(Stored data)

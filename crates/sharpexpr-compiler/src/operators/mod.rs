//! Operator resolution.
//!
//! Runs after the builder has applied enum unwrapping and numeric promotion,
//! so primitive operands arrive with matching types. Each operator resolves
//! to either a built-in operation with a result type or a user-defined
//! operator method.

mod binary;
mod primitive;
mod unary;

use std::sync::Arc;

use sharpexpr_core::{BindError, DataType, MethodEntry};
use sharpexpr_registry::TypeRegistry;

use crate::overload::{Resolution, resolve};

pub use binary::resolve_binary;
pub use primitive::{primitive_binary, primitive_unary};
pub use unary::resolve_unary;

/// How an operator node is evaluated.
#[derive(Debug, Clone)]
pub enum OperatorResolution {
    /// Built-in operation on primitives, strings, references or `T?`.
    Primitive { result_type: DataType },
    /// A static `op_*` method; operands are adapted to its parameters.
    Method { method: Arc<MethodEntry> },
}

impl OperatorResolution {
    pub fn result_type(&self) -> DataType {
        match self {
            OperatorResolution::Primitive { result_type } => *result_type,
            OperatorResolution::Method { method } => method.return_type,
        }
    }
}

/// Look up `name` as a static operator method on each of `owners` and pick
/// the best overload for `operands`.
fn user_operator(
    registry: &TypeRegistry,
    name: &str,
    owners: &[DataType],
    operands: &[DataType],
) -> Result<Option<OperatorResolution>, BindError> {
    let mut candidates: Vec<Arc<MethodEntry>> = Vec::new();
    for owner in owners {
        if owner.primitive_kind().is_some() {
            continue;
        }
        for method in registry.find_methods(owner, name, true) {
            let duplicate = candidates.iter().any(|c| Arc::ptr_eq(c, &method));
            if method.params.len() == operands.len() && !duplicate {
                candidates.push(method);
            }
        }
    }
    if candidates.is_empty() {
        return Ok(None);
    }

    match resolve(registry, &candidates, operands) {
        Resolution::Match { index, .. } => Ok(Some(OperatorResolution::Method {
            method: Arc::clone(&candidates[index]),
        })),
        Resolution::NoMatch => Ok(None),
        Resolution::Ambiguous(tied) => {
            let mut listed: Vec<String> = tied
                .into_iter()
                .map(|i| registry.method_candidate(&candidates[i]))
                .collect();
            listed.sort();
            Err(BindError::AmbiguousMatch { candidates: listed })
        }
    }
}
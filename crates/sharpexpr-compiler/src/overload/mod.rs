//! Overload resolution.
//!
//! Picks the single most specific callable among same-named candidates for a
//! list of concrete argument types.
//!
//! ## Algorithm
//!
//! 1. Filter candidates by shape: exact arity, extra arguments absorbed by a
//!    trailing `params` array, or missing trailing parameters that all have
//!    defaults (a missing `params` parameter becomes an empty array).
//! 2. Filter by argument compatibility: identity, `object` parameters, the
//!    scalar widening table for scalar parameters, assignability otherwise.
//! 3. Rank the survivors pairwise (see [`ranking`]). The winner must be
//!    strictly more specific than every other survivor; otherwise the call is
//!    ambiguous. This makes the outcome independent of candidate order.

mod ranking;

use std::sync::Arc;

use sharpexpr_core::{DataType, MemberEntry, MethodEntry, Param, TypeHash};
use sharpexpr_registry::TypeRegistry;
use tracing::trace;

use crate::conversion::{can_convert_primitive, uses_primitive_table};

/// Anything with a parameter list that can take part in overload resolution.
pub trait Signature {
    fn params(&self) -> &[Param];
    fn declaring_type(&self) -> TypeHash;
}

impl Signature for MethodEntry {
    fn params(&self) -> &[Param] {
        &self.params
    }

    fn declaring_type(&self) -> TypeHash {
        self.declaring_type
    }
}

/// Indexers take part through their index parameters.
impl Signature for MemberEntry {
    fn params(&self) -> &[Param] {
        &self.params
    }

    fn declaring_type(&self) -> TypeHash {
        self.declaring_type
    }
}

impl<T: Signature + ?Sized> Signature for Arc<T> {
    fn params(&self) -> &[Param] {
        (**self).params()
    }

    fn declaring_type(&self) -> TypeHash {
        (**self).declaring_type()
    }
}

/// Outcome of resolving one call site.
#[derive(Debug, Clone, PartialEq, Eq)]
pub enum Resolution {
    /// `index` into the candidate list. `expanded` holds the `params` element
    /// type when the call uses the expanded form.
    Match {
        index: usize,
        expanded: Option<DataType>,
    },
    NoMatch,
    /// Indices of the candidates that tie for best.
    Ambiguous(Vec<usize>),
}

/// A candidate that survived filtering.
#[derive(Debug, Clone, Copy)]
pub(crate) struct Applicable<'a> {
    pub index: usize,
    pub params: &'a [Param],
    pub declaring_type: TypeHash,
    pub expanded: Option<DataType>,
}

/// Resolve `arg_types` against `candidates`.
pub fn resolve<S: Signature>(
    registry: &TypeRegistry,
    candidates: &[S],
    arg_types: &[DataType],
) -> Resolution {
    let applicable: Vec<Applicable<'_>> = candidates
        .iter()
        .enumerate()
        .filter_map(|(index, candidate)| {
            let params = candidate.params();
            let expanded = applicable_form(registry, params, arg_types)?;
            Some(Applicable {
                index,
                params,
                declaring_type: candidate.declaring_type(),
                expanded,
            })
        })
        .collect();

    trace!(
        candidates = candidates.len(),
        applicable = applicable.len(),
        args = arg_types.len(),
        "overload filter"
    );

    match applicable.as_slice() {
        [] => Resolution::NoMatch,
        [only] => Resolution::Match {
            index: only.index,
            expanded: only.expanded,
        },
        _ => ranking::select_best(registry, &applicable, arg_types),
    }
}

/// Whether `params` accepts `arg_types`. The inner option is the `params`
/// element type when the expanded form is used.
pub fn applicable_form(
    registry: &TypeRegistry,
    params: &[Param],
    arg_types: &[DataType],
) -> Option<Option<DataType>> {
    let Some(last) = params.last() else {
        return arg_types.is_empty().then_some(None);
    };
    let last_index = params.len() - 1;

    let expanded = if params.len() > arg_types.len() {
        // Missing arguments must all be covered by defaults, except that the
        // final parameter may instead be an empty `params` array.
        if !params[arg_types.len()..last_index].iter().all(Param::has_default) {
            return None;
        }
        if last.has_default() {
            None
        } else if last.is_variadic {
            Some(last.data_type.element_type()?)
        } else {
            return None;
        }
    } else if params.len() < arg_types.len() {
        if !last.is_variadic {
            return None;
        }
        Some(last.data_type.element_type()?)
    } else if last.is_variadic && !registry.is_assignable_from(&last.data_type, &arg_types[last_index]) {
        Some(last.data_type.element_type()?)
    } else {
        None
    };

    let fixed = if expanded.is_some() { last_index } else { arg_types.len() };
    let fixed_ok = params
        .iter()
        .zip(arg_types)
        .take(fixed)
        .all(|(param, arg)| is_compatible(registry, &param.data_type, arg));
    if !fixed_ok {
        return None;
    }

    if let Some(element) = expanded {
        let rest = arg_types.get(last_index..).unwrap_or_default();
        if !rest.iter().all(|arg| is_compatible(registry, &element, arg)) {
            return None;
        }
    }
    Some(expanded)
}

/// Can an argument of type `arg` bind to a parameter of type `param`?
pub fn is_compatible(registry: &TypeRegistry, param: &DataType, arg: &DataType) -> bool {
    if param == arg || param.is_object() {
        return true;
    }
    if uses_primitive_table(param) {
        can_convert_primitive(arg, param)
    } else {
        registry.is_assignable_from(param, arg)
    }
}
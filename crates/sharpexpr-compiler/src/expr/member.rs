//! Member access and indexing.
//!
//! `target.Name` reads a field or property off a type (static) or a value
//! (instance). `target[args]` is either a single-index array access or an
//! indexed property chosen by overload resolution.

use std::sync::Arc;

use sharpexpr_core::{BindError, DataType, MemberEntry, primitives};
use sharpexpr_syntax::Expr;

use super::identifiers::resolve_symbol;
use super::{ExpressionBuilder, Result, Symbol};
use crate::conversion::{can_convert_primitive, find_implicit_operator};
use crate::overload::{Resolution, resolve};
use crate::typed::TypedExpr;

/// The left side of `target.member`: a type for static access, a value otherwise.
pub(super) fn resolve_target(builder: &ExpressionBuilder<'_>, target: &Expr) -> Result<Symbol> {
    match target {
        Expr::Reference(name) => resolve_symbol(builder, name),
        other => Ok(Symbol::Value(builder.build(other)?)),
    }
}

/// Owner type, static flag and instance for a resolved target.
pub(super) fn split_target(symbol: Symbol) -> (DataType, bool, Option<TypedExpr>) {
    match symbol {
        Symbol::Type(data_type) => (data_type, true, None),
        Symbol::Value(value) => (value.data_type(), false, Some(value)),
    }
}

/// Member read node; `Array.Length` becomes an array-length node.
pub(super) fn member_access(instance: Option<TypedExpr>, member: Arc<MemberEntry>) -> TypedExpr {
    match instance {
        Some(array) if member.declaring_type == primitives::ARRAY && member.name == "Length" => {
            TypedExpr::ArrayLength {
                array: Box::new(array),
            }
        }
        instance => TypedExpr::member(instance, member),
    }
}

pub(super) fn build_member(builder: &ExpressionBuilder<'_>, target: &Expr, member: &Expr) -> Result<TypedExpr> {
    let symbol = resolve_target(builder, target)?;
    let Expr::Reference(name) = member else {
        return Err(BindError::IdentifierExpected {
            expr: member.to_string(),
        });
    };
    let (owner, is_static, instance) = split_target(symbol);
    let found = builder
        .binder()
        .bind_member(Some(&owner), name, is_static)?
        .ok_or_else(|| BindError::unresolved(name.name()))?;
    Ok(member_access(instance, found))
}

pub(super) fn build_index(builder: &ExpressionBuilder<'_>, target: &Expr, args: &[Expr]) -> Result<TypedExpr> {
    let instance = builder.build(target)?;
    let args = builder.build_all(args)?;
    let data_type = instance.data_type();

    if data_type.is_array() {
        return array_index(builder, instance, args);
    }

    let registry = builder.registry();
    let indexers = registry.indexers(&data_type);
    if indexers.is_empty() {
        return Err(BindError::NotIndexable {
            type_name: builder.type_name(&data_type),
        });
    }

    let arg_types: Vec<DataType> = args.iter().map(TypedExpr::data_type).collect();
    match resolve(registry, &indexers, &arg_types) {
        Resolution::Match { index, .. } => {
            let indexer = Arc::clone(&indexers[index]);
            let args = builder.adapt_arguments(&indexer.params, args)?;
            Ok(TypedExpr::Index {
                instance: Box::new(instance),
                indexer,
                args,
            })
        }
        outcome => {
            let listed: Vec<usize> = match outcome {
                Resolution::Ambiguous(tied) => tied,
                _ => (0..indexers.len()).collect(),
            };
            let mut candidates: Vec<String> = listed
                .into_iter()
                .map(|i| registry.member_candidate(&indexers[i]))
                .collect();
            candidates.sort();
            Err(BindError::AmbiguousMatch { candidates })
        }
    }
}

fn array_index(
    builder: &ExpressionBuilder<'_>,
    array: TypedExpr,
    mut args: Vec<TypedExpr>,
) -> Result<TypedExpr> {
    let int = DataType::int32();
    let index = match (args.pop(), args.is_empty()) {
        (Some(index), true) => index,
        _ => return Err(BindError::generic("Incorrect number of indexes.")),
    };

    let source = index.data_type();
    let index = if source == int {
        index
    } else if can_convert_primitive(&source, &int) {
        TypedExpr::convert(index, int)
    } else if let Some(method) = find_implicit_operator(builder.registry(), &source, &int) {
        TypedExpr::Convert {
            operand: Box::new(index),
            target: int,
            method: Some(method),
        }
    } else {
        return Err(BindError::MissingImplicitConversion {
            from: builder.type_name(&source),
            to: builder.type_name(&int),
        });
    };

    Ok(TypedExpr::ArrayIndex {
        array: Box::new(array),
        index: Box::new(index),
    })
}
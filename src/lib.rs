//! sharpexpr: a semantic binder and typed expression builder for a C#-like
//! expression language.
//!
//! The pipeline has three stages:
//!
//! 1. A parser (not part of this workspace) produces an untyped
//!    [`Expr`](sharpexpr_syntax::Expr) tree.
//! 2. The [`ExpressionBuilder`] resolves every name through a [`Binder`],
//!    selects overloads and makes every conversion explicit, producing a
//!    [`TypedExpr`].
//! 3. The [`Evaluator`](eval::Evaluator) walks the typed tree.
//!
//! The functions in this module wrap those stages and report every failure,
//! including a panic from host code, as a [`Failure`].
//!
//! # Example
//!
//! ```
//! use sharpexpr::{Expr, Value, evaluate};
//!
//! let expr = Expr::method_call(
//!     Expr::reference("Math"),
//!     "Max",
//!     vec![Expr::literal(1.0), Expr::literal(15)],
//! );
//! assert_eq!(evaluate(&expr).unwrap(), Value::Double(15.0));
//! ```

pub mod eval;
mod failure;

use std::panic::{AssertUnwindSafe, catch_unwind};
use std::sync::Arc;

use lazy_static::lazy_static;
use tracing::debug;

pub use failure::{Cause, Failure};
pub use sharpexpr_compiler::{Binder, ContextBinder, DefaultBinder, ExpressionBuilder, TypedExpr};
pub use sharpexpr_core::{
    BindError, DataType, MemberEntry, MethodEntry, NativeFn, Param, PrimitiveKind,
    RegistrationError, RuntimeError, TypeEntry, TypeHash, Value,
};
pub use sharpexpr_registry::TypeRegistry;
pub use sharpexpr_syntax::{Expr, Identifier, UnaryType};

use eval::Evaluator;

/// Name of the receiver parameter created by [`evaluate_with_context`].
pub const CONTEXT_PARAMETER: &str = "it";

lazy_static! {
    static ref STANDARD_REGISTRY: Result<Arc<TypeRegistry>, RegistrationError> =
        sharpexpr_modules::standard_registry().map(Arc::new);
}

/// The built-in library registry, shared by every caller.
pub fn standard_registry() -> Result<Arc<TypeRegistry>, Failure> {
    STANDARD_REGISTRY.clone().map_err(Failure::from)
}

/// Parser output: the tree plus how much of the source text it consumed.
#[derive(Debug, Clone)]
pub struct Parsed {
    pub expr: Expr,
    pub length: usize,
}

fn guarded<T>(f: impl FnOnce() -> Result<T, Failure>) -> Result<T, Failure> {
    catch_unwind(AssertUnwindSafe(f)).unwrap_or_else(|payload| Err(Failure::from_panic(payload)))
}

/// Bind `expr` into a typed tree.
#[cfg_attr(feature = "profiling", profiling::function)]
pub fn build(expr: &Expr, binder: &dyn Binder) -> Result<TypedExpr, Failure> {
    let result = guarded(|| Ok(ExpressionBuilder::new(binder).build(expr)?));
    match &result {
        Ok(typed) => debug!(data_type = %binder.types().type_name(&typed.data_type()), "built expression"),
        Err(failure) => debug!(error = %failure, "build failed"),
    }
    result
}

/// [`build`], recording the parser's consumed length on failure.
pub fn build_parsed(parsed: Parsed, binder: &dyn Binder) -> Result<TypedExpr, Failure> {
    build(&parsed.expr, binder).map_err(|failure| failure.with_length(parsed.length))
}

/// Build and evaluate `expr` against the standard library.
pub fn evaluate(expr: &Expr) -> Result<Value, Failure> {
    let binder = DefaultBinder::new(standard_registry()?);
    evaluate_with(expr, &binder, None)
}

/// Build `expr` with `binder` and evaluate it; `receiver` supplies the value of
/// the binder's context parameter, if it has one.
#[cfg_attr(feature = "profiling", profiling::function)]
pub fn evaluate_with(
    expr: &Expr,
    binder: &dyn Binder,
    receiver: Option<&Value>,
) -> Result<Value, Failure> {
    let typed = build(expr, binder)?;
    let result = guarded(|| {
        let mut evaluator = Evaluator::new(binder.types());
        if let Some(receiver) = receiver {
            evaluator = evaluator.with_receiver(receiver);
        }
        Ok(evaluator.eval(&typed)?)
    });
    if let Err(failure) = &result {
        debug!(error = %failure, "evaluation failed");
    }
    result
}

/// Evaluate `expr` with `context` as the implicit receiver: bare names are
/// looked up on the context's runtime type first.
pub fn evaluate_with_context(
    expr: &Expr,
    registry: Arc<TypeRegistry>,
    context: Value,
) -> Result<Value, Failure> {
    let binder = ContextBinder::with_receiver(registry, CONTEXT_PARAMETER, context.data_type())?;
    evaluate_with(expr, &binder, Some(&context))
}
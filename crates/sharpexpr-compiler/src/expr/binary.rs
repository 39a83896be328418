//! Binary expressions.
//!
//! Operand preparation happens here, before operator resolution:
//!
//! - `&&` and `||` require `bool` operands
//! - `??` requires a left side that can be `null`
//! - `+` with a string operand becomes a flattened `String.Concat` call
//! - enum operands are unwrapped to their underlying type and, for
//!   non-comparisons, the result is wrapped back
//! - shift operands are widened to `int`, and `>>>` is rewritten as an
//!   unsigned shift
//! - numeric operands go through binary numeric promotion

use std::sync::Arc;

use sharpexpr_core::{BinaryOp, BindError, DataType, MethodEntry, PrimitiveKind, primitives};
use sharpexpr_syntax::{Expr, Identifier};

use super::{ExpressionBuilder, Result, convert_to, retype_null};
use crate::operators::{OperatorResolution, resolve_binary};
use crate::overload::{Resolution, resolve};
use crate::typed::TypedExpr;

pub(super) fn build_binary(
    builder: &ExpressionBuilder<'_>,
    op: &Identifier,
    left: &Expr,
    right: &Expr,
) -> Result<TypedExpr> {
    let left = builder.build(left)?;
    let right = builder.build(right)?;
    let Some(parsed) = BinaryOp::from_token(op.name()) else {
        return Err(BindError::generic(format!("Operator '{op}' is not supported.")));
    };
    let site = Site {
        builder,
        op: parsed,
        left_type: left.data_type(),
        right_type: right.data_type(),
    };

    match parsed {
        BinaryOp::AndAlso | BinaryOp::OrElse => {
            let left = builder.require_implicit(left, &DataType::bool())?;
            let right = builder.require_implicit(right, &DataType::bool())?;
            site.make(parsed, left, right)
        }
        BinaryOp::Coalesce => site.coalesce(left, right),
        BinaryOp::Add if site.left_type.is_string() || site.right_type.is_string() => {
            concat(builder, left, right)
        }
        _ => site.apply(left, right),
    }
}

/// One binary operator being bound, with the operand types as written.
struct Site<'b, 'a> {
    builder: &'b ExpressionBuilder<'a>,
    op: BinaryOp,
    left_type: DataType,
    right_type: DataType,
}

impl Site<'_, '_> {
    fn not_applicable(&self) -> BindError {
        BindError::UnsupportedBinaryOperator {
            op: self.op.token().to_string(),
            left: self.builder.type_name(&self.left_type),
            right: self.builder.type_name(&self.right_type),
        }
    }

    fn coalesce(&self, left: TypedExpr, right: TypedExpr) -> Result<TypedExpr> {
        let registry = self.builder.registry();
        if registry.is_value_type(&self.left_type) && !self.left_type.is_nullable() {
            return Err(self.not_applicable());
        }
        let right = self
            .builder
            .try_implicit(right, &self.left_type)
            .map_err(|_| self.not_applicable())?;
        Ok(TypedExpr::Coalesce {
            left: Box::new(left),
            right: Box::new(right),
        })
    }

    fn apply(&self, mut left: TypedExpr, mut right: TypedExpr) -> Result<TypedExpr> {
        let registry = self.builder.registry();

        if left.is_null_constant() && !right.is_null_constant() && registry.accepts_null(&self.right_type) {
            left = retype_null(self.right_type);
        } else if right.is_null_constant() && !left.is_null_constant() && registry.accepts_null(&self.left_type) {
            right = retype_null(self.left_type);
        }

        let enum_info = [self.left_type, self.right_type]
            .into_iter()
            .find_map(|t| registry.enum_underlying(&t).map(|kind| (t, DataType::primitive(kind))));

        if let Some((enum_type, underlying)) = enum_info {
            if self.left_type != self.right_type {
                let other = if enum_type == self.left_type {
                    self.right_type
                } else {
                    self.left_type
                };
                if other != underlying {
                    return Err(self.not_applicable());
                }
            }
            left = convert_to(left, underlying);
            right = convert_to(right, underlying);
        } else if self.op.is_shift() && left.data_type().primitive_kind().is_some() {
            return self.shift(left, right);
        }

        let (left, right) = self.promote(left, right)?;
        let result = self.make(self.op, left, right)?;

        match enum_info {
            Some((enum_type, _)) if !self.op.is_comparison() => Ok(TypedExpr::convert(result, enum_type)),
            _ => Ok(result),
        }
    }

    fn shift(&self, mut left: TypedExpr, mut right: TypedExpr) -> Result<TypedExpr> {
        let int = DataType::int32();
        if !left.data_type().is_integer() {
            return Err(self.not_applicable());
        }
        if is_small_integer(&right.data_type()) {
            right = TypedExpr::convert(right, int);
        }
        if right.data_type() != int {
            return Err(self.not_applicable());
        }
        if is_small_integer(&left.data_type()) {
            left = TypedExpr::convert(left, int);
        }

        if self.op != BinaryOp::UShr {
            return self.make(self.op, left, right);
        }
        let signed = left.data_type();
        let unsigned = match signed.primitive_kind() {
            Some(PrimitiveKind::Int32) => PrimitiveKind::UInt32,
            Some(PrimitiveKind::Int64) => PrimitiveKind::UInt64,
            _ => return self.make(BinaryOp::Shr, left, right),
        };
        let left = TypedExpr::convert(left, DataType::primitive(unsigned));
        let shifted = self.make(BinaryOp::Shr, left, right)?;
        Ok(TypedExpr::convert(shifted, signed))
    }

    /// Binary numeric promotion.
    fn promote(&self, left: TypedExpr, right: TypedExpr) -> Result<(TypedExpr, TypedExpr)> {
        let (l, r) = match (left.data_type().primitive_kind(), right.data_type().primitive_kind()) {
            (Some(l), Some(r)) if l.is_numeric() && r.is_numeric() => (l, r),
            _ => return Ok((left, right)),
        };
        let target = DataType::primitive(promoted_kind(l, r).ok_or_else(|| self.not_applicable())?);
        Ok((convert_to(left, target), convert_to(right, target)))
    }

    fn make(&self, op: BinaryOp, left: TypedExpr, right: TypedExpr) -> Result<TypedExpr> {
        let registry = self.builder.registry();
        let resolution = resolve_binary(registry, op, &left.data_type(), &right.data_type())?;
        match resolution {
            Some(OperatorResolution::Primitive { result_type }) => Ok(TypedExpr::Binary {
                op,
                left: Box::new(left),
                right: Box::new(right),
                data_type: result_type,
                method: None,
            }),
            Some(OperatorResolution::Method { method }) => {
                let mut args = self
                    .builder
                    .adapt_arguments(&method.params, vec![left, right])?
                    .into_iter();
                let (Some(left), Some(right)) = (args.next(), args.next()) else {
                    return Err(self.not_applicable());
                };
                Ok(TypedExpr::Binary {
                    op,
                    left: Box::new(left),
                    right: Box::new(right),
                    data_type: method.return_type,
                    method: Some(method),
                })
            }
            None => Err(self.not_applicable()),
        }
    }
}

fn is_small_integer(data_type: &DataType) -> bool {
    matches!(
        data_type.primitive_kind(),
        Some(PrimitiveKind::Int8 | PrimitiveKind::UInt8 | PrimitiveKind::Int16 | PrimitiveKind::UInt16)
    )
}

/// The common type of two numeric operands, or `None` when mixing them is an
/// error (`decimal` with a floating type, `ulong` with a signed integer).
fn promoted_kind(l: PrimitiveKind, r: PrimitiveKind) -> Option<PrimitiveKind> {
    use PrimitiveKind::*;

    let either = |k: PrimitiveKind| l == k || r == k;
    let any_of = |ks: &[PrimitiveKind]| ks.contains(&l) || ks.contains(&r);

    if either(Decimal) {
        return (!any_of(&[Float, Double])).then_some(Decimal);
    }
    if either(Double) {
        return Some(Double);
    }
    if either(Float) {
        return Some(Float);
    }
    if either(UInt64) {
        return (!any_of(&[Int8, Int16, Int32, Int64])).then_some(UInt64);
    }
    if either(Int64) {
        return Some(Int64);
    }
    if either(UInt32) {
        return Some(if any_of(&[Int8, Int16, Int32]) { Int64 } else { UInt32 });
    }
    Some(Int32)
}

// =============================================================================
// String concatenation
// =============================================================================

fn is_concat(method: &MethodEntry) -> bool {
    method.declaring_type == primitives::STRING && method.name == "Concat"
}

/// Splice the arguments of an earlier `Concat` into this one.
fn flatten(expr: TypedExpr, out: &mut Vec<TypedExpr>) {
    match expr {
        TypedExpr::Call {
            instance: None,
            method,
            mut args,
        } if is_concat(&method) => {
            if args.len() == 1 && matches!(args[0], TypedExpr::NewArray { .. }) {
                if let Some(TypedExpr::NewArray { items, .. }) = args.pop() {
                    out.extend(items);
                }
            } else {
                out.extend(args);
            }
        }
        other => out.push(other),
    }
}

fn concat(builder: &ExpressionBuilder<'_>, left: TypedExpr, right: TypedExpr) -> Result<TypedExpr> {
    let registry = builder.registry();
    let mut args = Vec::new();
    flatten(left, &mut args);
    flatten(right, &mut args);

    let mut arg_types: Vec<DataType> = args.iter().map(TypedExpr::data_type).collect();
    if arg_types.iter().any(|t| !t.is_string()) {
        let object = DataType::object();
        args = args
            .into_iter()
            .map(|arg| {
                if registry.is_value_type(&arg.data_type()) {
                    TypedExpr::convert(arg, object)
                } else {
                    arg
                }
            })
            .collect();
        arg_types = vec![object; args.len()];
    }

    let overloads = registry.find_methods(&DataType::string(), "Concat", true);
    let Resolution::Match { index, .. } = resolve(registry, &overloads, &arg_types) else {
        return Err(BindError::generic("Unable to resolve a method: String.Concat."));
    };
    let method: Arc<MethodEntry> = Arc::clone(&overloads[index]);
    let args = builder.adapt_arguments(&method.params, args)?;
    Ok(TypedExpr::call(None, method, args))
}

To do —
In your reply, restate exactly the lines from the start of the records above through the line holding "pub enum OperatorResolution", including both, and nothing else.

Worked solution —
filename crates/sharpexpr-compiler/src/operators/mod.rs
//! Operator resolution.
//!
//! Runs after the builder has applied enum unwrapping and numeric promotion,
//! so primitive operands arrive with matching types. Each operator resolves
//! to either a built-in operation with a result type or a user-defined
//! operator method.

mod binary;
mod primitive;
mod unary;

use std::sync::Arc;

use sharpexpr_core::{BindError, DataType, MethodEntry};
use sharpexpr_registry::TypeRegistry;

use crate::overload::{Resolution, resolve};

pub use binary::resolve_binary;
pub use primitive::{primitive_binary, primitive_unary};
pub use unary::resolve_unary;

/// How an operator node is evaluated.
#[derive(Debug, Clone)]
pub enum OperatorResolution {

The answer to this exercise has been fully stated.